Spurrier takes his time building up their romance over the course of seemingly done-in-one stories in a way that makes their relationship feel believable, despite the fact that these two are going on dates while Blindfold’s asleep.

Or, on the moon, like when Legion takes on Golden Age character (and original Vision) Aarkus before he can endanger the X-Men. Way to ruin a perfectly good moon date, Legion!

Overall, as I’m reading this series years after it was available on shelves, I’m shocked it even existed in the first place. It was rather bold of Marvel to slap the “X-Men” logo on a series starring such a random (at the time) X-Men character. And it was even bolder for Spurrier to tell the stories he told, such as the tale of Santi Sardina, a young mutant who has the power to take credit for others’ achievements. It’s a really interesting story about a mutant power that can sound great on paper, but actually do more harm than good to the individual receiving all that unearned praise. Then, in “Invasive Exotics,” we meet the physically disabled Marcus Glove, who randomly became the victim of one mutant battle after another. If you’ve ever wondered what would happen to an average bystander hit by a wayward Phoenix ember, wonder no longer. It’s not pretty.

Truly, this is the Vertigo X-Men series.

Of course, credit is due to Spurrier, who isn’t preoccupied with tying his stories into larger events or dropping internet-shattering reveals. It’s just good old-fashioned storytelling. Sure, there are definitely surprises, like X-Men cameos, a fun shot at one of Mister Sinister’s Nasty Boys and a nod to Watchmen, but this is more about taking a peek at the darker edges of Marvel’s mutant universe, beginning with the religious nuts at the Church of the Happy Host.

Unfortunately, the art isn’t as strong, in my opinion. I wasn’t the biggest fan of Tan Eng Huat’s pencils in the last volume, so I wasn’t thrilled to see him doing more issues this time around. His style is what I’d consider a mix of exaggerated and realistic. Together, it’s just not my cup of tea, but it certainly suits characters like Legion and Blindfold, who themselves dance between being grounded and kooky. Artist Paul Davidson also pitches in, and I’ll say his smoother pencils are certainly more my speed.

I know you’re not supposed to judge a book by its cover, but this series’ individual covers by Mike Del Mundo truly steal the show. The cover for issue #11, in particular, is gorgeous, with a pill capsule breaking apart and its contents forming a cackling Red Skull.
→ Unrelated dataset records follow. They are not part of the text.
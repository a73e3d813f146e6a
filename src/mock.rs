//! Mock implementation with essentially the same API as [`IndexedTree`], but backed by a vector
//!
//! [`IndexedTree`]: crate::IndexedTree

use std::ops::Range;

/// A mock, inefficient implementation of the [`IndexedTree`](crate::IndexedTree) interface
///
/// Every slot is an `Option`, so the same type models both dense and sparse trees. Bounds are
/// checked with panics; callers are expected to have checked them against the real tree first.
#[derive(Debug, Clone, PartialEq, Eq)]
pub struct Mock<T> {
    slots: Vec<Option<T>>,
}

impl<T> Default for Mock<T> {
    fn default() -> Self {
        Mock { slots: Vec::new() }
    }
}

impl<T: Clone> Mock<T> {
    pub fn new() -> Self {
        Self::default()
    }

    pub fn len(&self) -> usize {
        self.slots.len()
    }

    pub fn is_empty(&self) -> bool {
        self.slots.is_empty()
    }

    pub fn get(&self, index: usize) -> Option<&T> {
        self.slots.get(index)?.as_ref()
    }

    pub fn insert(&mut self, index: usize, item: T) {
        if index > self.len() {
            panic!("index out of bounds");
        }
        self.slots.insert(index, Some(item));
    }

    pub fn insert_range(&mut self, index: usize, items: impl IntoIterator<Item = T>) {
        if index > self.len() {
            panic!("index out of bounds");
        }
        self.slots.splice(index..index, items.into_iter().map(Some));
    }

    pub fn remove_range(&mut self, range: Range<usize>) {
        if range.start > range.end || range.end > self.len() {
            panic!("invalid range, or end index out of bounds");
        }
        self.slots.drain(range);
    }

    /// Replaces the slot at `index`, returning whatever was there
    pub fn set(&mut self, index: usize, item: T) -> Option<T> {
        match self.slots.get_mut(index) {
            Some(slot) => slot.replace(item),
            None => panic!("index out of bounds"),
        }
    }

    pub fn clear(&mut self) {
        self.slots.clear();
    }

    pub fn insert_space(&mut self, index: usize, n: usize) {
        if index > self.len() {
            panic!("index out of bounds");
        }
        self.slots.splice(index..index, std::iter::repeat_with(|| None).take(n));
    }

    pub fn clear_space(&mut self, range: Range<usize>) {
        if range.start > range.end || range.end > self.len() {
            panic!("invalid range, or end index out of bounds");
        }
        self.slots[range].iter_mut().for_each(|s| *s = None);
    }

    pub fn append(&mut self, other: &Mock<T>) {
        self.slots.extend_from_slice(&other.slots);
    }

    pub fn prepend(&mut self, other: &Mock<T>) {
        self.slots.splice(0..0, other.slots.iter().cloned());
    }

    pub fn copy_section(&self, range: Range<usize>) -> Mock<T> {
        Mock {
            slots: self.slots[range].to_vec(),
        }
    }

    /// The first set slot strictly after `after`, or the first at all
    pub fn next_higher(&self, after: Option<usize>) -> Option<(usize, &T)> {
        let start = after.map(|a| a + 1).unwrap_or(0);
        self.iter_set().find(|(i, _)| *i >= start)
    }

    /// The last set slot strictly before `before`, or the last at all
    pub fn next_lower(&self, before: Option<usize>) -> Option<(usize, &T)> {
        let end = before.unwrap_or(self.len()).min(self.len());
        self.slots[..end]
            .iter()
            .enumerate()
            .rev()
            .find_map(|(i, s)| s.as_ref().map(|v| (i, v)))
    }

    pub fn iter(&self) -> impl Iterator<Item = &T> + '_ {
        self.slots.iter().flatten()
    }

    pub fn iter_set(&self) -> impl Iterator<Item = (usize, &T)> + '_ {
        self.slots
            .iter()
            .enumerate()
            .filter_map(|(i, s)| s.as_ref().map(|v| (i, v)))
    }
}
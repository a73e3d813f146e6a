//! Sparse leaves: a span of indexes, only some of which hold items
//!
//! A sparse leaf stores `(offset, item)` pairs sorted by offset, plus the `total` number of
//! indexes it covers. Indexes without a pair are empty slots. The node's *local* size (which
//! decides splitting and merging) is the number of pairs, so a leaf can span any number of empty
//! indexes without growing.
//!
//! When pairs move between siblings, the empty space between them has to go somewhere. The rule
//! here is that the space before the first moved pair (or after the last, when moving leftwards)
//! goes with the pairs, *unless* every pair is moved -- in which case all of the source's space
//! goes too, leaving it with a `total` of zero.

use super::node::NodeId;
use super::Ctx;

#[derive(Clone)]
pub(crate) struct SparseLeaf<T> {
    pub(super) pairs: Vec<(u32, T)>,
    total: u32,
}

impl<T> SparseLeaf<T> {
    pub(super) fn new() -> Self {
        SparseLeaf {
            pairs: Vec::new(),
            total: 0,
        }
    }

    pub(super) fn from_parts(pairs: Vec<(u32, T)>, total: u32) -> Self {
        weak_assert!(pairs.windows(2).all(|w| w[0].0 < w[1].0));
        weak_assert!(pairs.last().map(|p| p.0 < total).unwrap_or(true));
        SparseLeaf { pairs, total }
    }

    pub(super) fn len(&self) -> usize {
        self.pairs.len()
    }

    pub(super) fn total(&self) -> u32 {
        self.total
    }

    /// Position of the first pair at or after `offset`
    pub(super) fn lower_bound(&self, offset: u32) -> usize {
        self.pairs.partition_point(|(o, _)| *o < offset)
    }

    pub(super) fn get(&self, offset: u32) -> Option<&T> {
        self.pairs
            .binary_search_by_key(&offset, |(o, _)| *o)
            .ok()
            .map(|p| &self.pairs[p].1)
    }

    /// The first item strictly after `after` (or the first item at all, given `None`)
    pub(super) fn next_higher(&self, after: Option<u32>) -> Option<(u32, &T)> {
        let p = match after {
            None => 0,
            Some(a) => self.pairs.partition_point(|(o, _)| *o <= a),
        };
        self.pairs.get(p).map(|(o, v)| (*o, v))
    }

    /// The last item strictly before `before` (or the last item at all, given `None`)
    pub(super) fn next_lower(&self, before: Option<u32>) -> Option<(u32, &T)> {
        let p = match before {
            None => self.pairs.len(),
            Some(b) => self.lower_bound(b),
        };
        p.checked_sub(1)
            .and_then(|p| self.pairs.get(p))
            .map(|(o, v)| (*o, v))
    }

    /// Adds `n` empty slots at `offset`, shifting everything after it
    ///
    /// Only the span grows, so this never requires a split.
    pub(super) fn insert_space(&mut self, offset: u32, n: u32) {
        let p = self.lower_bound(offset);
        for (o, _) in &mut self.pairs[p..] {
            *o += n;
        }
        self.total += n;
    }
}

impl<T: Clone> SparseLeaf<T> {
    /// Sets the slot at `offset`, returning the previous item (if the slot wasn't empty) and the
    /// split-off right half of the leaf (if filling an empty slot made it overflow)
    pub(super) fn set<K>(
        &mut self,
        id: NodeId,
        max: usize,
        offset: u32,
        item: T,
        ctx: &mut Ctx<T, K>,
    ) -> (Option<T>, Option<Self>) {
        match self.pairs.binary_search_by_key(&offset, |(o, _)| *o) {
            Ok(p) => {
                ctx.notify.item_removed(&self.pairs[p].1, id);
                ctx.notify.item_added(&item, id);
                let old = std::mem::replace(&mut self.pairs[p].1, item);
                (Some(old), None)
            }
            Err(p) => {
                ctx.notify.item_added(&item, id);
                self.pairs.insert(p, (offset, item));
                (None, self.split_if_overfull(id, max, false, ctx))
            }
        }
    }

    /// Inserts an item at `offset`, shifting everything after it
    pub(super) fn insert<K>(
        &mut self,
        id: NodeId,
        max: usize,
        offset: u32,
        item: T,
        ctx: &mut Ctx<T, K>,
    ) -> Option<Self> {
        let appended = offset == self.total;
        self.insert_space(offset, 1);

        ctx.notify.item_added(&item, id);
        let p = self.lower_bound(offset);
        self.pairs.insert(p, (offset, item));

        self.split_if_overfull(id, max, appended, ctx)
    }

    /// Inserts consecutive items from `src` at `offset`, as many as will fit. Returns the number
    /// inserted and the split-off right half, if any.
    pub(super) fn insert_from<K, I: Iterator<Item = T>>(
        &mut self,
        id: NodeId,
        max: usize,
        offset: u32,
        src: &mut I,
        ctx: &mut Ctx<T, K>,
    ) -> (u32, Option<Self>) {
        let free = max.saturating_sub(self.pairs.len());
        if free == 0 {
            return match src.next() {
                Some(item) => (1, self.insert(id, max, offset, item, ctx)),
                None => (0, None),
            };
        }

        let p = self.lower_bound(offset);
        let mut tail = self.pairs.split_off(p);
        let mut n = 0;
        for item in src.by_ref().take(free) {
            ctx.notify.item_added(&item, id);
            self.pairs.push((offset + n, item));
            n += 1;
        }
        for (o, _) in &mut tail {
            *o += n;
        }
        self.pairs.append(&mut tail);
        self.total += n;
        (n, None)
    }

    /// Removes the indexes `offset .. offset + n` entirely, along with any items in them
    pub(super) fn remove_range<K>(&mut self, id: NodeId, offset: u32, n: u32, ctx: &mut Ctx<T, K>) {
        weak_assert!(offset + n <= self.total);
        let end = self.clear_space(id, offset, n, ctx);
        for (o, _) in &mut self.pairs[end..] {
            *o -= n;
        }
        self.total -= n;
    }

    /// Removes the items in `offset .. offset + n`, leaving the span unchanged. Returns the
    /// position of the first pair after the cleared range.
    pub(super) fn clear_space<K>(
        &mut self,
        id: NodeId,
        offset: u32,
        n: u32,
        ctx: &mut Ctx<T, K>,
    ) -> usize {
        let start = self.lower_bound(offset);
        let end = self.lower_bound(offset + n);
        if ctx.notify.is_active() {
            for (_, item) in &self.pairs[start..end] {
                ctx.notify.item_removed(item, id);
            }
        }
        self.pairs.drain(start..end);
        start
    }

    fn split_if_overfull<K>(
        &mut self,
        id: NodeId,
        max: usize,
        appended: bool,
        ctx: &mut Ctx<T, K>,
    ) -> Option<Self> {
        if self.pairs.len() <= max {
            return None;
        }

        let at = match appended {
            true => max,
            false => self.pairs.len() / 2,
        };
        Some(self.split_off(id, at, ctx))
    }

    /// Moves the pairs from position `at` onwards into a new leaf. The boundary between the two
    /// halves is the offset of the first moved pair.
    pub(super) fn split_off<K>(&mut self, id: NodeId, at: usize, ctx: &mut Ctx<T, K>) -> Self {
        let boundary = self.pairs[at].0;
        let mut moved = self.pairs.split_off(at);
        for (o, item) in &mut moved {
            ctx.notify.item_removed(item, id);
            *o -= boundary;
        }

        let right = SparseLeaf {
            pairs: moved,
            total: self.total - boundary,
        };
        self.total = boundary;
        right
    }

    /// Moves the first `n` pairs of `right` onto the end of `self`, returning the number moved
    pub(super) fn take_from_right<K>(
        &mut self,
        id: NodeId,
        max: usize,
        right: &mut Self,
        right_id: NodeId,
        n: usize,
        ctx: &mut Ctx<T, K>,
    ) -> usize {
        let n = n.min(right.pairs.len()).min(max.saturating_sub(self.pairs.len()));
        let boundary = right.pairs.get(n).map(|(o, _)| *o).unwrap_or(right.total);

        let shift = self.total;
        for (o, item) in right.pairs.drain(..n) {
            ctx.notify.item_removed(&item, right_id);
            ctx.notify.item_added(&item, id);
            self.pairs.push((o + shift, item));
        }
        for (o, _) in &mut right.pairs {
            *o -= boundary;
        }
        self.total += boundary;
        right.total -= boundary;
        n
    }

    /// Moves the last `n` pairs of `left` onto the start of `self`, returning the number moved
    pub(super) fn take_from_left<K>(
        &mut self,
        id: NodeId,
        max: usize,
        left: &mut Self,
        left_id: NodeId,
        n: usize,
        ctx: &mut Ctx<T, K>,
    ) -> usize {
        let n = n.min(left.pairs.len()).min(max.saturating_sub(self.pairs.len()));
        let start = left.pairs.len() - n;
        let boundary = match start {
            0 => 0,
            s => left.pairs[s].0,
        };
        let moved_span = left.total - boundary;

        let mut moved: Vec<(u32, T)> = left.pairs.drain(start..).collect();
        for (o, item) in &mut moved {
            ctx.notify.item_removed(item, left_id);
            ctx.notify.item_added(item, id);
            *o -= boundary;
        }
        for (o, _) in &mut self.pairs {
            *o += moved_span;
        }
        self.pairs.splice(0..0, moved);
        self.total += moved_span;
        left.total = boundary;
        n
    }
}
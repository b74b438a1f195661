//! Query model and the mail index interface
//!
//! The index itself (compilation, ranking, tag storage) lives outside this
//! crate; [`MailIndex`] is the seam the renderers consume. Cursors are
//! single-use, forward-only iterators: dropping one releases it, and there
//! is no random access or implicit length.

mod memory;

pub use memory::InMemoryIndex;

use anyhow::Result;
use serde::{Deserialize, Serialize};

use crate::models::{Message, Thread};

/// The universal query string, matched by every message
pub const WILDCARD_QUERY: &str = "*";

/// Result order for searches
#[derive(Debug, Clone, Copy, PartialEq, Eq, Default, Serialize, Deserialize)]
pub enum Sort {
    OldestFirst,
    #[default]
    NewestFirst,
}

/// How messages carrying an excluded tag are treated
#[derive(Debug, Clone, Copy, PartialEq, Eq, Default, Serialize, Deserialize)]
pub enum Exclude {
    /// Include excluded messages as if the tag were not configured
    False,
    /// Omit excluded messages from matching
    #[default]
    True,
    /// Include excluded messages but mark them; only summary output has a
    /// place to surface the mark
    Flag,
    /// Omit excluded messages from results entirely
    All,
}

/// A search expression with its execution settings
///
/// Immutable for the duration of one invocation; the orchestrator builds it
/// from [`SearchOptions`](crate::search::SearchOptions) and hands it to the
/// engine.
#[derive(Debug, Clone, Serialize, Deserialize)]
pub struct Query {
    query: String,
    sort: Sort,
    exclude: Exclude,
    exclude_tags: Vec<String>,
}

impl Query {
    pub fn new(query: impl Into<String>) -> Self {
        Self {
            query: query.into(),
            sort: Sort::default(),
            exclude: Exclude::default(),
            exclude_tags: Vec::new(),
        }
    }

    pub fn with_sort(mut self, sort: Sort) -> Self {
        self.sort = sort;
        self
    }

    pub fn with_exclude(mut self, exclude: Exclude, exclude_tags: Vec<String>) -> Self {
        self.exclude = exclude;
        self.exclude_tags = exclude_tags;
        self
    }

    /// The original query string
    pub fn query_string(&self) -> &str {
        &self.query
    }

    pub fn sort(&self) -> Sort {
        self.sort
    }

    pub fn exclude(&self) -> Exclude {
        self.exclude
    }

    pub fn exclude_tags(&self) -> &[String] {
        &self.exclude_tags
    }
}

/// Lazy thread result cursor
pub type ThreadCursor = Box<dyn Iterator<Item = Thread>>;
/// Lazy message result cursor
pub type MessageCursor = Box<dyn Iterator<Item = Message>>;

/// The mail index/query engine this crate renders results from
///
/// Counting is a dedicated operation, independent of iterating results; it
/// is what negative offsets resolve against.
pub trait MailIndex: Send + Sync {
    /// Count threads matching the query
    fn count_threads(&self, query: &Query) -> Result<usize>;

    /// Count messages matching the query
    fn count_messages(&self, query: &Query) -> Result<usize>;

    /// Stream threads matching the query, in the query's sort order
    fn search_threads(&self, query: &Query) -> Result<ThreadCursor>;

    /// Stream messages matching the query, in the query's sort order
    fn search_messages(&self, query: &Query) -> Result<MessageCursor>;

    /// The global tag vocabulary, deduplicated and sorted
    fn all_tags(&self) -> Result<Vec<String>>;
}

/// Build an exact-match boolean term `field:value`.
///
/// The value is quoted when it is empty or contains characters the query
/// grammar would otherwise interpret; an embedded double quote is doubled.
/// Escaping round-trips: parsing the returned term yields the original
/// value again.
pub fn boolean_term(field: &str, value: &str) -> String {
    let plain = !value.is_empty()
        && value
            .chars()
            .all(|c| !c.is_whitespace() && !matches!(c, '(' | ')' | '"'));
    if plain {
        return format!("{}:{}", field, value);
    }

    let mut out = String::with_capacity(field.len() + value.len() + 3);
    out.push_str(field);
    out.push(':');
    out.push('"');
    for c in value.chars() {
        if c == '"' {
            out.push('"');
        }
        out.push(c);
    }
    out.push('"');
    out
}
//! Pluggable structured printers
//!
//! Four encodings share one interface: linear text, null-delimited text,
//! JSON, and S-expressions. Renderers depend only on [`Printer`], never on
//! a concrete encoding, so every output mode emits the same logical field
//! set through any of them; only the rendering shape differs.

mod json;
mod sexp;
mod text;

pub use json::JsonPrinter;
pub use sexp::SexpPrinter;
pub use text::TextPrinter;

use std::io::{self, Write};

use serde::{Deserialize, Serialize};

/// Output encoding selector
#[derive(Debug, Clone, Copy, PartialEq, Eq, Default, Serialize, Deserialize)]
pub enum Format {
    /// Human-oriented text, one record per line
    #[default]
    Text,
    /// Machine-oriented text with NUL record delimiters
    Text0,
    /// JSON tree
    Json,
    /// S-expression tree carrying the same field set as JSON
    Sexp,
}

impl Format {
    /// Construct the printer for this encoding over `out`
    pub fn printer<'a, W: Write + 'a>(self, out: W) -> Box<dyn Printer + 'a> {
        match self {
            Format::Text => Box::new(TextPrinter::new(out)),
            Format::Text0 => Box::new(TextPrinter::null_delimited(out)),
            Format::Json => Box::new(JsonPrinter::new(out)),
            Format::Sexp => Box::new(SexpPrinter::new(out)),
        }
    }
}

/// Structured printer interface
///
/// Structured encodings nest strictly: every `begin_*` must be closed by a
/// matching `end`, in call order. The text family ignores the structural
/// calls and renders values linearly.
pub trait Printer {
    fn begin_map(&mut self) -> io::Result<()>;
    fn begin_list(&mut self) -> io::Result<()>;
    fn end(&mut self) -> io::Result<()>;
    fn map_key(&mut self, key: &str) -> io::Result<()>;
    fn string(&mut self, value: &str) -> io::Result<()>;
    fn integer(&mut self, value: i64) -> io::Result<()>;
    fn null(&mut self) -> io::Result<()>;

    /// Terminate the current record (text family) or separate top-level
    /// records (a no-op for structured encodings).
    fn separator(&mut self) -> io::Result<()>;

    /// Text family: subsequent `string` calls render as `prefix:value`.
    /// Structured encodings ignore the prefix.
    fn set_prefix(&mut self, prefix: &str);

    /// Whether this is a linear text printer; renderers use this to compose
    /// compact one-line records instead of emitting map structure.
    fn is_text(&self) -> bool {
        false
    }
}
I’m happy to see Marvel rereleasing these stories that I honestly forgot existed. So, I’d recommend picking up these Legion: Son of X trades if you’re an X-fan who enjoys smart storytelling and seeing what life is like for mutants outside of the X-mansion. There are two more trades in this series on the way, so start catching up now!

Legion: Son of X Vol. 2: Invasive Exotics
Is it good?
Si Spurrier continues to do what I thought no writer could: make me care about Legion.
The romance with Blindfold makes Legion even more compelling in this volume.
Spurrier spends time shining a light on the fringes of the X-Men universe.
Mike Del Mundo's inventive issue covers continue to impress.
The art is this series' weakest link--just not my preferred style.